* _Exercise input_:
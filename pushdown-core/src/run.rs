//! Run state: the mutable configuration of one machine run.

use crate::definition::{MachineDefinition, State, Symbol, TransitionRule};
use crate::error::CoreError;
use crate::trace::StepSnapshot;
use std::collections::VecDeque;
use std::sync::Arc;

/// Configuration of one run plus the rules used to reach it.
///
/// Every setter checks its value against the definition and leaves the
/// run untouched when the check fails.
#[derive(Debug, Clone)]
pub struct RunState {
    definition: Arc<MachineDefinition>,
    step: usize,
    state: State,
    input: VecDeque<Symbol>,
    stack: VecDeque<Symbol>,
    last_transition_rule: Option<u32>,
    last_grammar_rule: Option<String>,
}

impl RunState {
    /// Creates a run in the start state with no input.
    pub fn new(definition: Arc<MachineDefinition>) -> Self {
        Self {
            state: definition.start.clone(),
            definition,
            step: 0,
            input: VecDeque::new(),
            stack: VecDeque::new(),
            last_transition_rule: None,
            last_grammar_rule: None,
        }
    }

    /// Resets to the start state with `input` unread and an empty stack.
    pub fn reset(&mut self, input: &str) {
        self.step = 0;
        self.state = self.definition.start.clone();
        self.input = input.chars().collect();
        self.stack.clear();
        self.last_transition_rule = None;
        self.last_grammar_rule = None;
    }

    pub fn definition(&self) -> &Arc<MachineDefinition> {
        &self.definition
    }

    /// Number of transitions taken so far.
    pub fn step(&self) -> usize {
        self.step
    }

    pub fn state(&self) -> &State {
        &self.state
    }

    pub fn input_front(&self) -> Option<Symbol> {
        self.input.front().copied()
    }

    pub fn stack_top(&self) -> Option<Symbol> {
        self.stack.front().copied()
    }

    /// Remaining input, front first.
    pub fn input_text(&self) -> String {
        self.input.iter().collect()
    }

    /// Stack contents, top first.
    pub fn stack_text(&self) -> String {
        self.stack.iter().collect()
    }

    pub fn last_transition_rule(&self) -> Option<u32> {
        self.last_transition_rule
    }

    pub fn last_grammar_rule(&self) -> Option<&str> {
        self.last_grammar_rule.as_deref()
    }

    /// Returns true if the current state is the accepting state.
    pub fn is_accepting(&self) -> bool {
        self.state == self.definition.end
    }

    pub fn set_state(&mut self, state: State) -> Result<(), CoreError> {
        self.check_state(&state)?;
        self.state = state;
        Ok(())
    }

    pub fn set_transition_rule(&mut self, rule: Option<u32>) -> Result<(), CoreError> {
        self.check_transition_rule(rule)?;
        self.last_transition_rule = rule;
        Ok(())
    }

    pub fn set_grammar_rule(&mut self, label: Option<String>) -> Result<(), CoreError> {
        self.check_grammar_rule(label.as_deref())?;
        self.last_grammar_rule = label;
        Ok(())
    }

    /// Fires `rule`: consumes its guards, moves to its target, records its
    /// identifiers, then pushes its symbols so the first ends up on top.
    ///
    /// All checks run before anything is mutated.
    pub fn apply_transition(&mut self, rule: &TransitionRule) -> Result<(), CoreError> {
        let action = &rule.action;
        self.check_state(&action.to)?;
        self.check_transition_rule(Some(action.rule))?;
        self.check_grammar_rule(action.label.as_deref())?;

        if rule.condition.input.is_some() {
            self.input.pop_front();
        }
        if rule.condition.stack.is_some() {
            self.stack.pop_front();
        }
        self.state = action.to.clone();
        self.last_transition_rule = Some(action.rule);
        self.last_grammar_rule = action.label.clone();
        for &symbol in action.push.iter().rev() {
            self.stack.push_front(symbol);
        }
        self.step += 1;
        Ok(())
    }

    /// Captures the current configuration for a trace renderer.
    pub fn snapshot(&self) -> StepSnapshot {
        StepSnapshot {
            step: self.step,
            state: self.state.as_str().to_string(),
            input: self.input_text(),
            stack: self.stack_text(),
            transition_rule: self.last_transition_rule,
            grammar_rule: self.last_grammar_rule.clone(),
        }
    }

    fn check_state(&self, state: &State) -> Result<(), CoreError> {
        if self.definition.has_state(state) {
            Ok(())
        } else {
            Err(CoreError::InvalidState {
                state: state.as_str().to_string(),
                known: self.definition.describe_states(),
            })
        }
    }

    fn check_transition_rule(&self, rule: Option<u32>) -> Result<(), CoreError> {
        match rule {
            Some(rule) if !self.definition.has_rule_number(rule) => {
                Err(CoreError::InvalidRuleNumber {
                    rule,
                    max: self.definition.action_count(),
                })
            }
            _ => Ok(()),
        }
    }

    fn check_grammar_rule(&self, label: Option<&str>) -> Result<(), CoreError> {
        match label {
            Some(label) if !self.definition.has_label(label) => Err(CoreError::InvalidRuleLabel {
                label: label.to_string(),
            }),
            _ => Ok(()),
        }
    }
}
---
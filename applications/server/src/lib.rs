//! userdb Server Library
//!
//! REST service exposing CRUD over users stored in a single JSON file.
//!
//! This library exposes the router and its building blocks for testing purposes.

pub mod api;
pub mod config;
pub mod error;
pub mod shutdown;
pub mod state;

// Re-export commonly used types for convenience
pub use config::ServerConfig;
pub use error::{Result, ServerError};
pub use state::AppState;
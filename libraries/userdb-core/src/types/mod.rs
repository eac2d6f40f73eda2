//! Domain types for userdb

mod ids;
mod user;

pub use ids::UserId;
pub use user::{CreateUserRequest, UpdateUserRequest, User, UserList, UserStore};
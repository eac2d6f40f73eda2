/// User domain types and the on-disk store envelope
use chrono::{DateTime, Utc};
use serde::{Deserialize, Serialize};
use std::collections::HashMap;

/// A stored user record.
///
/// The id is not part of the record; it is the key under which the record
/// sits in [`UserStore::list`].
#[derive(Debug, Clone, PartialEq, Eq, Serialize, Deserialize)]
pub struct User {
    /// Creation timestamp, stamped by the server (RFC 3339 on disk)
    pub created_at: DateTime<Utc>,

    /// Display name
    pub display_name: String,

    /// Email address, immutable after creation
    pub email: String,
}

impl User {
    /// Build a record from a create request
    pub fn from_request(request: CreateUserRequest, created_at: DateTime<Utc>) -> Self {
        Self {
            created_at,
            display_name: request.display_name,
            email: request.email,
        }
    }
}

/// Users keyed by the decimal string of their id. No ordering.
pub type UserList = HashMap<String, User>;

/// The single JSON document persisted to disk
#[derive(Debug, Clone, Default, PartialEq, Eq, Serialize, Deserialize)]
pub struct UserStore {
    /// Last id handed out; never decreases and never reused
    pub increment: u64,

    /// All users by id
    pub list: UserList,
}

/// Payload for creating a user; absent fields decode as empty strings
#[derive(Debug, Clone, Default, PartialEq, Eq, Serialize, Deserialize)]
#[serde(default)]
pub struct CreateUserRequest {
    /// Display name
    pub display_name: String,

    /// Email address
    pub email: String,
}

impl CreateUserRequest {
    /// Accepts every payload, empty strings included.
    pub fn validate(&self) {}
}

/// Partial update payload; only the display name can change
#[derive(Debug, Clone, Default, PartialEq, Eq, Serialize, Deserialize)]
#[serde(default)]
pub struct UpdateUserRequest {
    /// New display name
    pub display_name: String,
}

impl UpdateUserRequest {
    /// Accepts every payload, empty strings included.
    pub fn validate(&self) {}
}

* _Task item_: Show all lines from the entries that hold "None".

* _Expected answer_:
            last_transition_rule: None,
            last_grammar_rule: None,
        self.last_transition_rule = None;
        self.last_grammar_rule = None;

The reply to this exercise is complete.